No. 7 – Duke Blue Devils
- Position: Shooting guard / small forward
- League: Atlantic Coast Conference

Personal information
- Born: 4 June 2006 (age 20) Oderzo, Italy
- Listed height: 6 ft 8 in (2.03 m)
- Listed weight: 190 lb (86 kg)

Career information
- College: Duke (2025–present)
- Playing career: 2022–present

Career history
- 2022–2025: FC Barcelona
- 2022–2023: →FC Barcelona B

Career highlights
- ACC All-Defensive team (2026); Nike Hoop Summit (2025);

= Dame Sarr =

Italian-Senegalese basketball player

Elhadji Dame Sarr (dɑːmeɪ sɑːr / dah-m-ay s-ar, born 4 June 2006) is an Italian college basketball player for the Duke Blue Devils of the Atlantic Coast Conference (ACC). Sarr formerly played for FC Barcelona of the Spanish Liga ACB and the EuroLeague, and has also represented the Italian national team. Standing at 6 ft 8 in (2.03 m), Sarr plays in the shooting guard position.

==Early life and youth career==
Dame Sarr was born in Oderzo, Italy, to parents from Senegal. He started playing basketball in the youth ranks of his local team Basket Oderzo, which he joined in 2012 at only 6 years old. He would join Orange1 Basket Bassano in 2019. FC Barcelona noticed him while playing for the local team at a tournament held in Bassano del Grappa in 2022. Sarr would sign for the Catalans in the summer of 2022. During the 2022–23 season, Sarr would play both for the FC Barcelona Junior team and the FC Barcelona B team in the Liga EBA.

==Professional career==
While still being a FC Barcelona B player, Sarr would make his professional debut for the FC Barcelona first team in January 2023. Playing the last seconds of a 2022–23 Liga ACB win against Bilbao Basket, he became the second youngest player to play an official game for the Catalans.

Continuing to play for FC Barcelona B during the 2023–24 season, Sarr would occasionally be called up to the first team, making his EuroLeague debut in a win against Panathinaikos in November 2023.

Sarr joined the FC Barcelona first team roster for the 2024–25 season. In March 2025, Sarr had a breakout game in a Liga ACB win over CB Breogán at Palau Blaugrana, scoring 21 points and recording 3 assists.

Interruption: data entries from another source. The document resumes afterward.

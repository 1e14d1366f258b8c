use std::collections::HashSet;

use termwatch_common::FlaggedItem;

/// Append-only set of flagged items keyed by permalink url.
/// First writer wins; later duplicates are silently dropped.
///
/// Owned exclusively by the polling scheduler and touched only between
/// cycles, so no locking is needed.
#[derive(Debug, Default)]
pub struct DedupAccumulator {
    items: Vec<FlaggedItem>,
    seen: HashSet<String>,
}

impl DedupAccumulator {
    pub fn new() -> Self {
        Self::default()
    }

    /// Append `candidate` iff no accumulated item shares its url.
    /// Returns whether it was admitted.
    pub fn admit(&mut self, candidate: FlaggedItem) -> bool {
        if self.seen.contains(&candidate.url) {
            return false;
        }
        self.seen.insert(candidate.url.clone());
        self.items.push(candidate);
        true
    }

    /// Accumulated items in admission order.
    pub fn items(&self) -> &[FlaggedItem] {
        &self.items
    }

    pub fn len(&self) -> usize {
        self.items.len()
    }

    pub fn is_empty(&self) -> bool {
        self.items.is_empty()
    }
}
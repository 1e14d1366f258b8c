use std::sync::Arc;

use anyhow::Result;
use tracing::info;
use tracing_subscriber::EnvFilter;

use reddit_client::RedditClient;
use termwatch_common::Config;
use termwatch_scout::reddit_source::RedditSource;
use termwatch_scout::report::ReportWriter;
use termwatch_scout::run_log::RunLog;
use termwatch_scout::scanner::SourceScanner;
use termwatch_scout::scheduler::{PollConfig, Poller};
use termwatch_scout::splitter::WordSplitter;

#[tokio::main]
async fn main() -> Result<()> {
    // Initialize logging
    tracing_subscriber::fmt()
        .with_env_filter(
            EnvFilter::from_default_env()
                .add_directive("termwatch_scout=info".parse()?)
                .add_directive("reddit_client=info".parse()?),
        )
        .init();

    info!("Termwatch scout starting...");

    // Load config
    let config = Config::load();
    config.log_redacted();

    let client = RedditClient::new(
        config.client_id.clone(),
        config.client_secret.clone(),
        config.user_agent.clone(),
    );
    let scanner = SourceScanner::new(
        Arc::new(RedditSource::new(client)),
        Arc::new(WordSplitter),
    );
    let writer = ReportWriter::new(config.output_path.clone());
    let run_log = RunLog::new(uuid::Uuid::new_v4().to_string());

    let poller = Poller::new(PollConfig::from(&config), scanner, writer).with_run_log(run_log);
    let stats = poller.run().await?;
    info!("Poll run complete. {stats}");

    Ok(())
}
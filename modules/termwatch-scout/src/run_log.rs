//! Poll run log — persisted JSON timeline of every action taken during a run.
//!
//! Each run produces a single `{DATA_DIR}/poll-runs/{run_id}.json` file
//! containing an ordered list of events with timestamps. Saving is
//! best-effort; a failure here never aborts the run.

use std::path::PathBuf;

use anyhow::Result;
use chrono::{DateTime, Utc};
use serde::Serialize;
use tracing::info;

use crate::scheduler::PollStats;

/// Root data directory, controlled by `DATA_DIR` env var (default: `"data"`).
pub fn data_dir() -> PathBuf {
    PathBuf::from(std::env::var("DATA_DIR").unwrap_or_else(|_| "data".to_string()))
}

pub struct RunLog {
    pub run_id: String,
    pub started_at: DateTime<Utc>,
    events: Vec<RunEvent>,
    seq: u32,
}

#[derive(Serialize)]
struct RunEvent {
    seq: u32,
    ts: DateTime<Utc>,
    #[serde(flatten)]
    kind: EventKind,
}

#[derive(Serialize)]
#[serde(tag = "type", rename_all = "snake_case")]
pub enum EventKind {
    SourceScanned {
        source: String,
        matched: u32,
    },
    SourceFailed {
        source: String,
        error: String,
    },
    ItemFlagged {
        kind: String,
        source: String,
        url: String,
    },
    CycleComplete {
        cycle: u32,
        new_items: u32,
        accumulated: u32,
    },
    ReportFlushed {
        path: String,
        items: u32,
    },
}

impl RunLog {
    pub fn new(run_id: String) -> Self {
        Self {
            run_id,
            started_at: Utc::now(),
            events: Vec::new(),
            seq: 0,
        }
    }

    pub fn log(&mut self, kind: EventKind) {
        self.events.push(RunEvent {
            seq: self.seq,
            ts: Utc::now(),
            kind,
        });
        self.seq += 1;
    }

    /// Serialize the run log to JSON and write to disk.
    /// Returns the file path on success.
    pub fn save(&self, stats: &PollStats) -> Result<PathBuf> {
        let dir = data_dir().join("poll-runs");
        std::fs::create_dir_all(&dir)?;

        let path = dir.join(format!("{}.json", self.run_id));

        let output = SerializedRunLog {
            run_id: &self.run_id,
            started_at: self.started_at,
            finished_at: Utc::now(),
            stats: SerializedStats::from(stats),
            events: &self.events,
        };

        std::fs::write(&path, serde_json::to_string_pretty(&output)?)?;
        info!(path = %path.display(), events = self.events.len(), "Poll run log saved");

        Ok(path)
    }
}

#[derive(Serialize)]
struct SerializedRunLog<'a> {
    run_id: &'a str,
    started_at: DateTime<Utc>,
    finished_at: DateTime<Utc>,
    stats: SerializedStats,
    events: &'a [RunEvent],
}

#[derive(Serialize)]
struct SerializedStats {
    cycles: u32,
    items_scanned: u32,
    items_flagged: u32,
    duplicates_dropped: u32,
    source_failures: u32,
}

impl From<&PollStats> for SerializedStats {
    fn from(s: &PollStats) -> Self {
        Self {
            cycles: s.cycles,
            items_scanned: s.items_scanned,
            items_flagged: s.items_flagged,
            duplicates_dropped: s.duplicates_dropped,
            source_failures: s.source_failures,
        }
    }
}
use std::collections::HashSet;

use chrono::{DateTime, Utc};
use serde::{Deserialize, Serialize};

// --- Collaborator-facing raw types ---

/// A top-level submission fetched from a source, before any matching.
/// Content-source implementations convert their native types into this.
#[derive(Debug, Clone, Serialize, Deserialize)]
pub struct Post {
    pub id: String,
    /// Empty when the source reports a deleted/missing account.
    pub author: String,
    pub title: String,
    pub body: String,
    pub source_name: String,
    pub url: String,
}

/// A reply fetched from a source, flattened out of its tree.
#[derive(Debug, Clone, Serialize, Deserialize)]
pub struct Reply {
    pub id: String,
    /// Empty when the source reports a deleted/missing account.
    pub author: String,
    pub body: String,
    pub url: String,
    pub parent: ParentRef,
}

/// Typed reference to a reply's immediate parent.
#[derive(Debug, Clone, PartialEq, Eq, Serialize, Deserialize)]
#[serde(tag = "kind", content = "id", rename_all = "snake_case")]
pub enum ParentRef {
    /// The reply hangs directly off the post.
    Post(String),
    /// The reply answers another reply.
    Reply(String),
    /// The source gave no usable parent reference.
    Unknown,
}

// --- Flagged records ---

#[derive(Debug, Clone, Copy, PartialEq, Eq, Serialize, Deserialize)]
#[serde(rename_all = "snake_case")]
pub enum ItemKind {
    Post,
    Reply,
}

impl std::fmt::Display for ItemKind {
    fn fmt(&self, f: &mut std::fmt::Formatter<'_>) -> std::fmt::Result {
        match self {
            ItemKind::Post => write!(f, "post"),
            ItemKind::Reply => write!(f, "reply"),
        }
    }
}

/// Parent details copied onto a Reply-kind item when its immediate parent
/// could be located among the same scan's fetched replies.
#[derive(Debug, Clone, Serialize, Deserialize)]
pub struct ParentInfo {
    pub id: String,
    pub author: String,
    pub text: String,
    pub url: String,
}

/// A post or reply whose text matched the watchlist.
///
/// `url` is the stable cross-fetch identity and the only dedup key.
/// Immutable once admitted into the accumulator.
#[derive(Debug, Clone, Serialize, Deserialize)]
pub struct FlaggedItem {
    pub id: String,
    pub kind: ItemKind,
    pub author: String,
    /// Title+body for posts, reply body for replies. Always assigned,
    /// possibly empty, never absent.
    pub text: String,
    pub source_name: String,
    pub url: String,
    /// Populated only for replies with a resolvable parent.
    #[serde(skip_serializing_if = "Option::is_none")]
    pub parent: Option<ParentInfo>,
    pub flagged_at: DateTime<Utc>,
}

// --- Watchlist ---

/// Ordered set of lowercase terms loaded once at startup.
/// Immutable for the process lifetime.
#[derive(Debug, Clone, Default)]
pub struct Watchlist {
    terms: Vec<String>,
    index: HashSet<String>,
}

impl Watchlist {
    /// Build from raw terms: lowercased, trimmed, empties and duplicates
    /// dropped, first-seen order preserved.
    pub fn new<I, S>(terms: I) -> Self
    where
        I: IntoIterator<Item = S>,
        S: AsRef<str>,
    {
        let mut out = Self::default();
        for term in terms {
            let term = term.as_ref().trim().to_lowercase();
            if !term.is_empty() && out.index.insert(term.clone()) {
                out.terms.push(term);
            }
        }
        out
    }

    /// Parse a comma-separated term list. An empty or missing list yields
    /// an empty watchlist, never an error.
    pub fn parse(raw: &str) -> Self {
        Self::new(raw.split(','))
    }

    pub fn contains(&self, token: &str) -> bool {
        self.index.contains(token)
    }

    pub fn terms(&self) -> &[String] {
        &self.terms
    }

    pub fn len(&self) -> usize {
        self.terms.len()
    }

    pub fn is_empty(&self) -> bool {
        self.terms.is_empty()
    }
}

#[cfg(test)]
mod tests {
    use super::*;

    #[test]
    fn watchlist_lowercases_and_dedups() {
        let w = Watchlist::parse("Spam, scam ,SPAM,, phish");
        assert_eq!(w.terms(), &["spam", "scam", "phish"]);
        assert!(w.contains("spam"));
        assert!(!w.contains("Spam"));
    }

    #[test]
    fn empty_input_yields_empty_watchlist() {
        assert!(Watchlist::parse("").is_empty());
        assert!(Watchlist::parse(" , ,").is_empty());
    }
}
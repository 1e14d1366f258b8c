use std::fs::{self, OpenOptions};
use std::io::Write;
use std::path::{Path, PathBuf};

use tracing::info;

use termwatch_common::{FlaggedItem, ItemKind, TermWatchError, WriteMode};

/// Separator/banner line, 62 characters wide.
const BANNER: &str = "##############################################################";

/// Serializes the accumulated set to a flat-text report file.
/// Write failures are surfaced to the caller, never retried.
pub struct ReportWriter {
    path: PathBuf,
}

impl ReportWriter {
    pub fn new(path: PathBuf) -> Self {
        Self { path }
    }

    pub fn path(&self) -> &Path {
        &self.path
    }

    /// Write `items` in admission order, posts sectioned before replies.
    pub fn write(&self, items: &[FlaggedItem], mode: WriteMode) -> Result<(), TermWatchError> {
        let rendered = render(items);
        self.persist(&rendered, mode).map_err(|e| TermWatchError::OutputWrite {
            path: self.path.display().to_string(),
            reason: e.to_string(),
        })?;

        info!(
            path = %self.path.display(),
            items = items.len(),
            mode = ?mode,
            "Report written"
        );
        Ok(())
    }

    fn persist(&self, rendered: &str, mode: WriteMode) -> std::io::Result<()> {
        if let Some(dir) = self.path.parent() {
            if !dir.as_os_str().is_empty() {
                fs::create_dir_all(dir)?;
            }
        }
        match mode {
            WriteMode::Overwrite => fs::write(&self.path, rendered),
            WriteMode::Append => {
                let mut file = OpenOptions::new()
                    .create(true)
                    .append(true)
                    .open(&self.path)?;
                file.write_all(rendered.as_bytes())
            }
        }
    }
}

fn render(items: &[FlaggedItem]) -> String {
    let mut out = String::new();

    let posts: Vec<&FlaggedItem> = items.iter().filter(|i| i.kind == ItemKind::Post).collect();
    let replies: Vec<&FlaggedItem> = items.iter().filter(|i| i.kind == ItemKind::Reply).collect();

    if !posts.is_empty() {
        section(&mut out, "Submissions", &posts);
    }
    if !replies.is_empty() {
        section(&mut out, "Comments", &replies);
    }
    out
}

fn section(out: &mut String, title: &str, items: &[&FlaggedItem]) {
    out.push_str(BANNER);
    out.push('\n');
    out.push_str(&format!("# {title:<59}#\n"));
    out.push_str(BANNER);
    out.push('\n');

    for item in items {
        out.push_str(&format!("Author: /u/{}\n", item.author));
        out.push_str(&format!("Text: {}\n", item.text));
        out.push_str(&format!("Subreddit: /r/{}\n", item.source_name));
        out.push_str(&format!("URL:{}\n", item.url));
        out.push_str(BANNER);
        out.push('\n');
    }
}
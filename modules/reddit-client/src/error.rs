use thiserror::Error;

pub type Result<T> = std::result::Result<T, RedditError>;

#[derive(Debug, Error)]
pub enum RedditError {
    #[error("Network error: {0}")]
    Network(String),

    #[error("API error (status {status}): {message}")]
    Api { status: u16, message: String },

    #[error("Parse error: {0}")]
    Parse(String),

    #[error("Auth error: {0}")]
    Auth(String),
}

impl From<reqwest::Error> for RedditError {
    fn from(err: reqwest::Error) -> Self {
        RedditError::Network(err.to_string())
    }
}

impl From<serde_json::Error> for RedditError {
    fn from(err: serde_json::Error) -> Self {
        RedditError::Parse(err.to_string())
    }
}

Sarr sparked controversy in April 2025 when he unilaterally decided to travel to Portland, Oregon to play in the 2025 Nike Hoop Summit, after Barcelona had denied his request to do so. Barcelona released a statement acknowledging the player's actions, regarding them as a breach of his obligations. Barcelona and Sarr would ultimately reach an agreement to part ways on April 17, 2025, with Sarr being left off the team's roster for the remainder of the season.

==National team career==
Sarr has represented Italy in several youth-level competitions, most notably the 2022 U16 European Championship, the 2023 U18 European Championship and the 2024 U18 EuroBasket.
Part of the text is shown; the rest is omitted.